I showed up for the tourney with my “rod.” Did I mention I usually rode my bike to go fishing or sometimes fished out of a canoe; I found it was easier to do so with a collapsible rod. From the look on my tournament partner’s face, I am guessing it is not “popular” for Bass Fishing. As you can guess, the tourney did not go well for us, but there were many factors besides my equipment and skills! My partner was nailing fish left and right (only 1 keeper) while I was getting bites, bumps, etc, but I couldn’t get them into the boat. The lake was flooded from spring rains; our trolling motor broke and it started raining. We threw in the towel and called it quits around 2 PM. Also, weirdly enough, the fish quit biting around 9 AM. Don’t get me wrong it was fun running 70+ MPH on the water in the Bass Boat (and losing 3 hats!) and getting some bites, it was still frustrating not landing a single bass. Also, expect to fish the “back of the boat” which is kind of like playing right field in baseball (I now have experience with both). Don’t get me wrong, you can only have 2 fisherman and SOMEONE has to fish the back, but you get seconds, so not much is always expected. Looking back, I should have used a different lure and technique than the guy on the front. Who knew Bass were as finicky eaters as my kids when I put perfectly good food in front of them, and they only want chicken nuggets! The biggest challenge in bass fishing is figuring out what their chicken nuggets are that day/hour!
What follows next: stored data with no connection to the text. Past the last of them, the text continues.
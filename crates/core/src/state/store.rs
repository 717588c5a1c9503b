//! The process status store.
//!
//! One `parking_lot::Mutex` guards every row. Callers keep critical sections
//! short and never hold the guard across an `.await`.

use crate::state::process::ProcessRecord;
use chrono::Utc;
use parking_lot::{Mutex, MutexGuard};
use pv_protocol::{ProcessId, ProcessState, ProcessStatus};
use std::collections::{BTreeMap, HashMap};
use std::sync::atomic::{AtomicU64, Ordering};
use tokio::sync::mpsc;

/// A row plus the handle of the worker that owns it.
#[derive(Debug)]
pub struct ProcessEntry<C> {
    pub record: ProcessRecord<C>,
    /// Capacity-1 wake channel of this generation's worker.
    pub wake: mpsc::Sender<()>,
    /// Bumped whenever a row is replaced, so stale workers can tell.
    pub generation: u64,
}

impl<C> ProcessEntry<C> {
    /// Nudge the worker; a wake already queued is enough.
    pub fn wake(&self) {
        let _ = self.wake.try_send(());
    }
}

pub type Rows<C> = HashMap<ProcessId, ProcessEntry<C>>;

/// All process rows, keyed by id.
pub struct ProcessTable<C> {
    rows: Mutex<Rows<C>>,
    generations: AtomicU64,
}

impl<C: Clone> Default for ProcessTable<C> {
    fn default() -> Self {
        Self::new()
    }
}

impl<C: Clone> ProcessTable<C> {
    pub fn new() -> Self {
        Self {
            rows: Mutex::new(HashMap::new()),
            generations: AtomicU64::new(0),
        }
    }

    pub fn lock(&self) -> MutexGuard<'_, Rows<C>> {
        self.rows.lock()
    }

    /// A generation number no row has used yet.
    pub fn next_generation(&self) -> u64 {
        self.generations.fetch_add(1, Ordering::Relaxed) + 1
    }

    pub fn len(&self) -> usize {
        self.rows.lock().len()
    }

    pub fn is_empty(&self) -> bool {
        self.len() == 0
    }

    pub fn state_of(&self, id: &ProcessId) -> Option<ProcessState> {
        self.rows.lock().get(id).map(|entry| entry.record.state())
    }

    pub fn status_of(&self, id: &ProcessId, unhealthy_threshold: u32) -> Option<ProcessStatus> {
        self.rows
            .lock()
            .get(id)
            .map(|entry| entry.record.snapshot(unhealthy_threshold, Utc::now()))
    }

    /// Snapshots of every row, ordered by id.
    pub fn statuses(&self, unhealthy_threshold: u32) -> BTreeMap<ProcessId, ProcessStatus> {
        let now = Utc::now();
        snapshot_rows(&self.rows.lock(), unhealthy_threshold, now)
    }
}

/// Snapshot every row of an already locked table.
pub fn snapshot_rows<C: Clone>(
    rows: &Rows<C>,
    unhealthy_threshold: u32,
    now: chrono::DateTime<Utc>,
) -> BTreeMap<ProcessId, ProcessStatus> {
    rows.iter()
        .map(|(id, entry)| (id.clone(), entry.record.snapshot(unhealthy_threshold, now)))
        .collect()
}
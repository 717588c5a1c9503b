//! Updates submitted to the process manager.

use crate::error::ValidationError;
use crate::state::StatusFn;
use pv_protocol::{ProcessId, ProcessStatus, UpdateKind};
use std::fmt;
use std::sync::Arc;
use tokio::sync::oneshot;

/// Options carried by a `Terminate` update.
#[derive(Default)]
pub struct TerminateOptions {
    /// Requested grace period. The first request defaults to the manager's
    /// default grace period; later requests can only lower it.
    pub grace_period_secs: Option<u64>,

    /// The process is being removed to free resources.
    pub evict: bool,

    /// Fired once the process reaches `Terminated`.
    pub completion: Option<oneshot::Sender<()>>,

    /// Called with a fresh snapshot on every progress report while
    /// terminating.
    pub status_fn: Option<StatusFn>,
}

impl TerminateOptions {
    pub fn new() -> Self {
        Self::default()
    }

    pub fn with_grace_period_secs(mut self, secs: u64) -> Self {
        self.grace_period_secs = Some(secs);
        self
    }

    pub fn evict(mut self) -> Self {
        self.evict = true;
        self
    }

    pub fn with_completion(mut self, completion: oneshot::Sender<()>) -> Self {
        self.completion = Some(completion);
        self
    }

    /// Attach a fresh completion channel and return its receiver.
    pub fn with_completion_channel(self) -> (Self, oneshot::Receiver<()>) {
        let (tx, rx) = oneshot::channel();
        (self.with_completion(tx), rx)
    }

    pub fn with_status_fn(mut self, status_fn: impl Fn(&ProcessStatus) + Send + Sync + 'static) -> Self {
        self.status_fn = Some(Arc::new(status_fn));
        self
    }
}

impl fmt::Debug for TerminateOptions {
    fn fmt(&self, f: &mut fmt::Formatter<'_>) -> fmt::Result {
        f.debug_struct("TerminateOptions")
            .field("grace_period_secs", &self.grace_period_secs)
            .field("evict", &self.evict)
            .field("completion", &self.completion.is_some())
            .field("status_fn", &self.status_fn.is_some())
            .finish()
    }
}

/// A request to change one process.
///
/// # Example
///
/// ```rust
/// use pv_core::manager::{ProcessUpdate, TerminateOptions};
/// use pv_protocol::ProcessId;
///
/// let id = ProcessId::new("db-conn-1").unwrap();
/// let create = ProcessUpdate::create(id.clone(), "postgres://db/app".to_string());
/// let stop: ProcessUpdate<String> =
///     ProcessUpdate::terminate(id, TerminateOptions::new().with_grace_period_secs(5));
/// assert!(create.validate().is_ok());
/// assert!(stop.validate().is_ok());
/// ```
#[derive(Debug)]
pub struct ProcessUpdate<C> {
    pub id: ProcessId,
    pub kind: UpdateKind,
    pub config: Option<C>,
    pub terminate: Option<TerminateOptions>,
}

impl<C> ProcessUpdate<C> {
    pub fn create(id: ProcessId, config: C) -> Self {
        Self {
            id,
            kind: UpdateKind::Create,
            config: Some(config),
            terminate: None,
        }
    }

    pub fn update(id: ProcessId, config: C) -> Self {
        Self {
            id,
            kind: UpdateKind::Update,
            config: Some(config),
            terminate: None,
        }
    }

    /// Resync with the last known config.
    pub fn sync(id: ProcessId) -> Self {
        Self {
            id,
            kind: UpdateKind::Sync,
            config: None,
            terminate: None,
        }
    }

    pub fn terminate(id: ProcessId, options: TerminateOptions) -> Self {
        Self {
            id,
            kind: UpdateKind::Terminate,
            config: None,
            terminate: Some(options),
        }
    }

    /// Shape checks that do not need the process table.
    ///
    /// # Errors
    ///
    /// - `InvalidProcessId` if the id is malformed
    /// - `MissingConfig` for a `Create` or `Update` without config
    /// - `UnexpectedTerminateOptions` for terminate options on another kind
    pub fn validate(&self) -> Result<(), ValidationError> {
        self.id.validate()?;
        match self.kind {
            UpdateKind::Create | UpdateKind::Update if self.config.is_none() => {
                Err(ValidationError::MissingConfig {
                    id: self.id.clone(),
                    kind: self.kind,
                })
            }
            UpdateKind::Terminate => Ok(()),
            _ if self.terminate.is_some() => Err(ValidationError::UnexpectedTerminateOptions {
                id: self.id.clone(),
                kind: self.kind,
            }),
            _ => Ok(()),
        }
    }
}

#[cfg(test)]
mod tests {
    use super::*;

    fn pid(id: &str) -> ProcessId {
        ProcessId::new(id).unwrap()
    }

    #[test]
    fn test_constructors_validate() {
        assert!(ProcessUpdate::create(pid("a"), 1u32).validate().is_ok());
        assert!(ProcessUpdate::update(pid("a"), 2u32).validate().is_ok());
        assert!(ProcessUpdate::<u32>::sync(pid("a")).validate().is_ok());
        assert!(ProcessUpdate::<u32>::terminate(pid("a"), TerminateOptions::new())
            .validate()
            .is_ok());
    }

    #[test]
    fn test_missing_config_is_rejected() {
        let update = ProcessUpdate::<u32> {
            id: pid("a"),
            kind: UpdateKind::Update,
            config: None,
            terminate: None,
        };
        assert_eq!(
            update.validate(),
            Err(ValidationError::MissingConfig {
                id: pid("a"),
                kind: UpdateKind::Update
            })
        );
    }

    #[test]
    fn test_terminate_options_on_create_are_rejected() {
        let mut update = ProcessUpdate::create(pid("a"), 1u32);
        update.terminate = Some(TerminateOptions::new());
        assert!(matches!(
            update.validate(),
            Err(ValidationError::UnexpectedTerminateOptions { .. })
        ));
    }

    #[test]
    fn test_terminate_options_builder() {
        let (options, _rx) = TerminateOptions::new()
            .with_grace_period_secs(3)
            .evict()
            .with_status_fn(|_| {})
            .with_completion_channel();

        assert_eq!(options.grace_period_secs, Some(3));
        assert!(options.evict);
        assert!(options.completion.is_some());
        assert!(options.status_fn.is_some());
        assert!(format!("{:?}", options).contains("evict: true"));
    }
}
In any event, I was “hooked” and started really researching EVERYTHING bass fishing. The UB forums have been the most helpful as have a number of Bass Technique books. So here is what I would quickly tell someone coming back or just starting bass fishing:
You can find some good reels for under $100, but be really careful going under $70, unless they are on sale. Reels can go over $300, so there is a wide range.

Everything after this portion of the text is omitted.